Two-year-old case stems from an option held by Thomas Langmann’s late father Claude Berri to produce the third film by Nothing to Declare director and star Dany Boon.
A French court has ruled that Pathe must share its profits on the box-office hit Nothing to Declare (Rien à declarer) with producer Thomas Langmann and his brother Darius.
The two-year-old case stems from an option held by the Langmann’s father, the late, legendary director and producer Claude Berri, to produce the third film by Nothing to Declare director and star Dany Boon.

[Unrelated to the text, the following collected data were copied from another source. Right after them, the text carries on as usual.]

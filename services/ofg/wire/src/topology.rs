//! Node and link records carried by the topology messages.

use bytes::{Buf, BufMut, Bytes, BytesMut};
use serde::{Deserialize, Serialize};

use crate::codec::Record;

/// Kind of node announced by the backend
#[derive(Debug, Clone, Copy, PartialEq, Eq, Hash, Serialize, Deserialize)]
pub enum NodeType {
    /// Unspecified; also used as the "any type" wildcard in requests
    Unknown,
    /// OpenFlow switch
    OpenflowSwitch,
    /// OpenFlow wireless access point
    OpenflowWirelessAccessPoint,
    /// Hardware processing module
    ModuleHw,
    /// Software processing module
    ModuleSw,
    /// Wired end host
    Host,
    /// Wireless end host
    WirelessHost,
    /// Code this client has no name for; preserved verbatim
    Other(u16),
}

impl NodeType {
    /// Wire code of this type
    pub fn code(self) -> u16 {
        match self {
            NodeType::Unknown => 0,
            NodeType::OpenflowSwitch => 1,
            NodeType::OpenflowWirelessAccessPoint => 2,
            NodeType::ModuleHw => 3,
            NodeType::ModuleSw => 4,
            NodeType::Host => 100,
            NodeType::WirelessHost => 101,
            NodeType::Other(code) => code,
        }
    }
}

impl From<u16> for NodeType {
    fn from(code: u16) -> Self {
        match code {
            0 => NodeType::Unknown,
            1 => NodeType::OpenflowSwitch,
            2 => NodeType::OpenflowWirelessAccessPoint,
            3 => NodeType::ModuleHw,
            4 => NodeType::ModuleSw,
            100 => NodeType::Host,
            101 => NodeType::WirelessHost,
            other => NodeType::Other(other),
        }
    }
}

/// Kind of link announced by the backend
#[derive(Debug, Clone, Copy, PartialEq, Eq, Hash, Serialize, Deserialize)]
pub enum LinkType {
    /// Unspecified; also the "any type" wildcard in requests
    Unknown,
    /// Wired link
    Wire,
    /// Wireless link
    Wireless,
    /// Tunnel
    Tunnel,
    /// Unnamed code, preserved verbatim
    Other(u16),
}

impl LinkType {
    /// Wire code of this type
    pub fn code(self) -> u16 {
        match self {
            LinkType::Unknown => 0,
            LinkType::Wire => 1,
            LinkType::Wireless => 2,
            LinkType::Tunnel => 4,
            LinkType::Other(code) => code,
        }
    }
}

impl From<u16> for LinkType {
    fn from(code: u16) -> Self {
        match code {
            0 => LinkType::Unknown,
            1 => LinkType::Wire,
            2 => LinkType::Wireless,
            4 => LinkType::Tunnel,
            other => LinkType::Other(other),
        }
    }
}

/// Node record: `u16 node_type`, `u64 id` (10 bytes)
#[derive(Debug, Clone, Copy, PartialEq, Eq, Hash, Serialize, Deserialize)]
pub struct NodeRecord {
    /// Node kind
    pub node_type: NodeType,
    /// Datapath id for switches, backend-assigned id otherwise
    pub id: u64,
}

impl NodeRecord {
    /// Wildcard node used by link requests that are not node-specific
    pub const ANY: NodeRecord = NodeRecord {
        node_type: NodeType::Unknown,
        id: 0,
    };

    /// Create a node record
    pub fn new(node_type: NodeType, id: u64) -> Self {
        Self { node_type, id }
    }
}

impl Record for NodeRecord {
    const SIZE: usize = 10;
    const NAME: &'static str = "node";

    fn encode(&self, buf: &mut BytesMut) {
        buf.put_u16(self.node_type.code());
        buf.put_u64(self.id);
    }

    fn decode_unchecked(buf: &mut Bytes) -> Self {
        let node_type = NodeType::from(buf.get_u16());
        let id = buf.get_u64();
        Self { node_type, id }
    }
}

/// Link record: `u16 link_type`, src node, `u16 src_port`, dst node, `u16 dst_port` (26 bytes)
#[derive(Debug, Clone, Copy, PartialEq, Eq, Hash, Serialize, Deserialize)]
pub struct LinkRecord {
    /// Link kind
    pub link_type: LinkType,
    /// Source endpoint
    pub src: NodeRecord,
    /// Port on the source endpoint
    pub src_port: u16,
    /// Destination endpoint
    pub dst: NodeRecord,
    /// Port on the destination endpoint
    pub dst_port: u16,
}

impl Record for LinkRecord {
    const SIZE: usize = 2 + 2 * (NodeRecord::SIZE + 2);
    const NAME: &'static str = "link";

    fn encode(&self, buf: &mut BytesMut) {
        buf.put_u16(self.link_type.code());
        self.src.encode(buf);
        buf.put_u16(self.src_port);
        self.dst.encode(buf);
        buf.put_u16(self.dst_port);
    }

    fn decode_unchecked(buf: &mut Bytes) -> Self {
        let link_type = LinkType::from(buf.get_u16());
        let src = NodeRecord::decode_unchecked(buf);
        let src_port = buf.get_u16();
        let dst = NodeRecord::decode_unchecked(buf);
        let dst_port = buf.get_u16();
        Self {
            link_type,
            src,
            src_port,
            dst,
            dst_port,
        }
    }
}

/// Link record plus its capacity (34 bytes); carried by LINKS_ADD
#[derive(Debug, Clone, Copy, PartialEq, Eq, Hash, Serialize, Deserialize)]
pub struct LinkSpec {
    /// The link itself
    pub link: LinkRecord,
    /// Capacity in bits per second (0 when unknown)
    pub capacity_bps: u64,
}

impl Record for LinkSpec {
    const SIZE: usize = LinkRecord::SIZE + 8;
    const NAME: &'static str = "link spec";

    fn encode(&self, buf: &mut BytesMut) {
        self.link.encode(buf);
        buf.put_u64(self.capacity_bps);
    }

    fn decode_unchecked(buf: &mut Bytes) -> Self {
        let link = LinkRecord::decode_unchecked(buf);
        let capacity_bps = buf.get_u64();
        Self { link, capacity_bps }
    }
}

#[cfg(test)]
mod tests {
    use super::*;

    #[test]
    fn test_node_layout() {
        let node = NodeRecord::new(NodeType::OpenflowSwitch, 0x0102030405060708);
        let mut buf = BytesMut::new();
        node.encode(&mut buf);
        assert_eq!(&buf[..], &[0, 1, 1, 2, 3, 4, 5, 6, 7, 8]);
    }

    #[test]
    fn test_unknown_codes_preserved() {
        assert_eq!(NodeType::from(77), NodeType::Other(77));
        assert_eq!(NodeType::Other(77).code(), 77);
        assert_eq!(LinkType::from(3).code(), 3);
    }

    #[test]
    fn test_link_spec_roundtrip() {
        let spec = LinkSpec {
            link: LinkRecord {
                link_type: LinkType::Wire,
                src: NodeRecord::new(NodeType::OpenflowSwitch, 1),
                src_port: 3,
                dst: NodeRecord::new(NodeType::Host, 0xAA),
                dst_port: 0,
            },
            capacity_bps: 1_000_000_000,
        };

        let mut buf = BytesMut::new();
        spec.encode(&mut buf);
        assert_eq!(buf.len(), LinkSpec::SIZE);
        assert_eq!(LinkSpec::SIZE, 34);

        let mut bytes = buf.freeze();
        assert_eq!(LinkSpec::decode(&mut bytes).unwrap(), spec);
    }
}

Berri, who is best remembered for his productions Jean de Florette and Manon des Sources, produced Boon’s first two films La Maison du Bonheur and Welcome to the Sticks (Bienvenue chez les Ch’tis), a huge hit in France where it took more than €100,000 million at the box office.
Following Berri’s death in 2009, Pathé and Dany Boon went onto produce Nothing to Lose on their own, ignoring Berri’s option and the rights of la Petite Reine, the production house run by Thomas Langmann which merged it with his father’s production house Hirsch following his death.
Langmann’s lawyer Florence Watrin told national news agency AFP that the court had “recognized that the legitimate rights of La Petite Reine to the film Nothing to Declare had not been respected in spite of an agreement signed by Claude Berri, Jerome Seydoux and Dany Boon.”
She said the court had ordered Pathé to pay the Langmann’s 30% of its net profits on Nothing to Declare up to a maximum sum of €12 million and that Pathé had a month to reveal its accounts for the film.
A comedy about two rival custom officers from either side of the Franco-Belgian border forced to work together following the abolition of European border controls in the late 1990s, Nothing to Declare is the best performing film at the French box office so far this year.
Released in last February, it has racked up some eight million admissions to date, beating international blockbusters like Harry Potter and the Deathly Hallows: Part 2 and Pirates Of The Caribbean: On Stranger Tides.